Why It Is Reasonable to Disregard ISS?

     The most obvious reason to disregard ISS is that Maxim has produced so well for you for so long.

     Further reasons: You do not need whatever protections ISS’s rule may offer. Maxim’s approach to option grants is thoughtful, broad-based and mainstream in terms of governance. Because all options are granted at 100% of fair market value, vest over long periods and are not repriced, the interests of employee option holders are truly aligned with the interests of our stockholders.

     Distribution of our options is heavily weighted to those functions that are critical to the long-term success of the company. Engineering and Business Unit Management account for 56% of the grants.

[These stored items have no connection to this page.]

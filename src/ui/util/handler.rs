use crate::ui::{
    app::App,
    input::InputHandler,
    tui::{TerminalEvent, Tui},
};

pub struct EventHandler;

impl EventHandler {
    pub async fn handle_events(app: &mut App, tui: &mut Tui) -> color_eyre::Result<()> {
        if let Some(evt) = tui.next().await {
            Self::handle_event(app, evt, tui)?;
        }

        while let Ok(evt) = tui.event_rx.try_recv() {
            Self::handle_event(app, evt, tui)?;
        }

        Ok(())
    }

    pub fn handle_event(app: &mut App, evt: TerminalEvent, tui: &mut Tui) -> color_eyre::Result<()> {
        match evt {
            TerminalEvent::Init | TerminalEvent::Tick | TerminalEvent::Resize(..) => {}
            TerminalEvent::FocusGained => {
                if app.set_focus(true) {
                    tui.clear()?;
                }
            }
            TerminalEvent::FocusLost => {
                app.set_focus(false);
            }
            TerminalEvent::Key(key) => {
                if let Some(msg) = InputHandler::handle_key(key) {
                    app.update(msg);
                }
            }
        }

        Ok(())
    }
}
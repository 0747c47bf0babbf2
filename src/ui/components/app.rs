use ratatui::{
    buffer::Buffer,
    layout::{Alignment, Constraint, Direction, Layout, Rect},
    style::Style,
    symbols::border,
    widgets::{Block, Borders, Widget},
};

use crate::{
    ui::{
        app::App,
        components::{
            controls::PlayerControls, display::PlayerDisplay, log_panel::LogPanel,
            track_selector::TrackSelector,
        },
    },
    util::colors,
};

impl Widget for &App {
    fn render(self, area: Rect, buf: &mut Buffer)
    where
        Self: Sized,
    {
        buf.set_style(area, Style::new().bg(colors::BACKGROUND));

        let outer = Block::new()
            .borders(Borders::ALL)
            .border_set(border::ROUNDED)
            .border_style(Style::new().fg(colors::SECONDARY))
            .title_top(" State Pattern: Music Player ")
            .title_bottom(" [q] quit ")
            .title_alignment(Alignment::Center);
        let inner = outer.inner(area);
        outer.render(area, buf);

        let chunks = Layout::default()
            .direction(Direction::Vertical)
            .constraints([
                Constraint::Length(4),
                Constraint::Length(1),
                Constraint::Min(4),
                Constraint::Percentage(40),
            ])
            .split(inner);

        PlayerDisplay::new(&self.player).render(chunks[0], buf);
        PlayerControls.render(chunks[1], buf);
        TrackSelector::new(&self.catalog, self.selected).render(chunks[2], buf);
        LogPanel::new(&self.log).render(chunks[3], buf);
    }
}
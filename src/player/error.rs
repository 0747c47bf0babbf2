use thiserror::Error;

#[derive(Error, Debug, Clone, PartialEq, Eq)]
pub enum CatalogError {
    #[error("Track catalog is empty")]
    Empty,

    #[error("Track name at position {0} is blank")]
    BlankName(usize),
}
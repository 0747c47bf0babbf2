pub mod app;
pub mod controls;
pub mod display;
pub mod log_panel;
pub mod track_selector;
impl OutcomeStatistics {
    fn add(&mut self, outcome: &OfferOutcome) {
        self.total += 1;
        if outcome.converted {
            self.conversions += 1;
        }
        if let Some(reward) = outcome.reward.filter(|r| r.is_finite()) {
            self.rewarded += 1;
            self.total_reward += reward;
        }
    }

    #[must_use]
    pub fn conversion_rate(&self) -> f64 {
        if self.total == 0 {
            return 0.0;
        }
        #[allow(clippy::cast_precision_loss)]
        {
            self.conversions as f64 / self.total as f64
        }
    }

    /// Mean over outcomes that reported a finite reward.
    #[must_use]
    pub fn average_reward(&self) -> f64 {
        if self.rewarded == 0 {
            return 0.0;
        }
        #[allow(clippy::cast_precision_loss)]
        {
            self.total_reward / self.rewarded as f64
        }
    }
}

#[derive(Debug)]
pub struct FeedbackAnalyzer {
    /// Minimum number of outcomes before anything is proposed
    min_decisions: usize,
    min_confidence: f64,
}

impl Default for FeedbackAnalyzer {
    fn default() -> Self {
        Self {
            min_decisions: 10,
            min_confidence: 0.5,
        }
    }
}

impl FeedbackAnalyzer {
    #[must_use]
    pub fn new(min_decisions: usize, min_confidence: f64) -> Self {
        Self {
            min_decisions,
            min_confidence: min_confidence.clamp(0.0, 1.0),
        }
    }

    /// Aggregate outcomes by a grouping key (offer, kind, channel, ...).
    #[must_use]
    pub fn aggregate_outcomes(
        &self,
        outcomes: &[OfferOutcome],
        key_fn: impl Fn(&OfferOutcome) -> Option<String>,
    ) -> HashMap<String, OutcomeStatistics> {
        let mut stats: HashMap<String, OutcomeStatistics> = HashMap::new();
        for outcome in outcomes {
            if let Some(key) = key_fn(outcome) {
                stats.entry(key).or_default().add(outcome);
            }
        }
        stats
    }

    #[must_use]
    pub fn summarize(&self, outcomes: &[OfferOutcome]) -> OutcomeStatistics {
        let mut stats = OutcomeStatistics::default();
        for outcome in outcomes {
            stats.add(outcome);
        }
        stats
    }

    /// Heuristic patterns worth acting on. Sorted for stable output.
    #[must_use]
    pub fn analyze_patterns(&self, outcomes: &[OfferOutcome]) -> Vec<String> {
        let mut patterns = Vec::new();
        if outcomes.len() < self.min_decisions {
            return patterns;
        }

        let by_offer = self.aggregate_outcomes(outcomes, |o| Some(o.offer_id.clone()));
        for (offer_id, stats) in &by_offer {
            if stats.total >= PATTERN_MIN_OUTCOMES_PER_OFFER
                && stats.conversion_rate() < PATTERN_LOW_OFFER_CONVERSION
            {
                patterns.push(format!(
                    "Low conversion rate ({:.1}%) for offer '{}'",
                    stats.conversion_rate() * 100.0,
                    offer_id
                ));
            }
        }
        patterns.sort();

        let overall = self.summarize(outcomes);
        if overall.conversion_rate() < PATTERN_LOW_OVERALL_CONVERSION {
            patterns.push(format!(
                "Overall conversion rate is low ({:.1}%)",
                overall.conversion_rate() * 100.0
            ));
        }

        patterns
    }

    /// Returns `None` with too little data, no patterns, or low confidence.
    #[must_use]
    pub fn propose_adjustment(
        &self,
        basis_policy: &str,
        outcomes: &[OfferOutcome],
    ) -> Option<ExplorationAdjustmentProposal> {
        if outcomes.len() < self.min_decisions {
            return None;
        }
        let patterns = self.analyze_patterns(outcomes);
        if patterns.is_empty() {
            return None;
        }

        #[allow(clippy::cast_precision_loss)]
        let confidence = {
            let sample_confidence =
                (outcomes.len() as f64 / CONFIDENCE_SAMPLE_SIZE_PLATEAU).min(1.0);
            let pattern_confidence = if patterns.len() >= 2 {
                CONFIDENCE_HIGH_PATTERN
            } else {
                CONFIDENCE_LOW_PATTERN
            };
            (sample_confidence * CONFIDENCE_SAMPLE_WEIGHT
                + pattern_confidence * CONFIDENCE_PATTERN_WEIGHT)
                .clamp(0.0, 1.0)
        };
        if confidence < self.min_confidence {
            return None;
        }

        let overall = self.summarize(outcomes);
        let mut deltas = BTreeMap::new();
        let mut reasoning = Vec::new();

        if overall.conversion_rate() < PATTERN_LOW_OVERALL_CONVERSION {
            deltas.insert(
                "initial_exploration_rate".to_string(),
                ADJUSTMENT_EXPLORATION_DELTA,
            );
            reasoning.push("Explore more: no offer converts well yet".to_string());
        }

        let by_kind = self.aggregate_outcomes(outcomes, |o| o.offer_kind.map(|k| k.to_string()));
        let mut weak_kinds: Vec<_> = by_kind
            .iter()
            .filter(|(_, s)| {
                s.total >= PATTERN_MIN_OUTCOMES_PER_OFFER
                    && s.conversion_rate() < PATTERN_LOW_OFFER_CONVERSION
            })
            .map(|(kind, _)| kind.clone())
            .collect();
        weak_kinds.sort();
        for kind in weak_kinds {
            deltas.insert(format!("rules.{kind}.bonus"), ADJUSTMENT_RULE_BONUS_DELTA);
            reasoning.push(format!("Lower heuristic bonus for {kind} offers"));
        }

        let average_reward = (overall.rewarded > 0).then(|| overall.average_reward());

        Some(ExplorationAdjustmentProposal {
            version: "0.1.0".to_string(),
            basis_policy: basis_policy.to_string(),
            ts: iso8601_now(),
            deltas,
            confidence,
            evidence: Evidence {
                outcomes_analyzed: outcomes.len(),
                conversion_rate: overall.conversion_rate(),
                average_reward,
                patterns: Some(patterns),
            },
            reasoning: Some(reasoning),
        })
    }
}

Slide 19 — Please Support Our Management

Management of the Company

     Maxim’s management is presided over by a small, 80% outsider, extremely knowledgeable Board. At every quarterly Board meeting, the Board receives and reviews the President’s analysis of the same set of financial statements that top management uses to run the company, and the top operating management of the company reports to the Board on the performance and prospects of their units. The board held 9 meetings in FY2003 including the 4 regular quarterly meetings. During FY2003, all directors attended at least 75% of the meetings of the Board and of the committees on which they served.

     Maxim’s management is among the best in the industry. Electronic Business magazine recognized this when it selected Jack Gifford as CEO of the year. Maxim has produced excellent results over long periods even when times have been tough for everyone. This comes from knowing its complex business in every detail.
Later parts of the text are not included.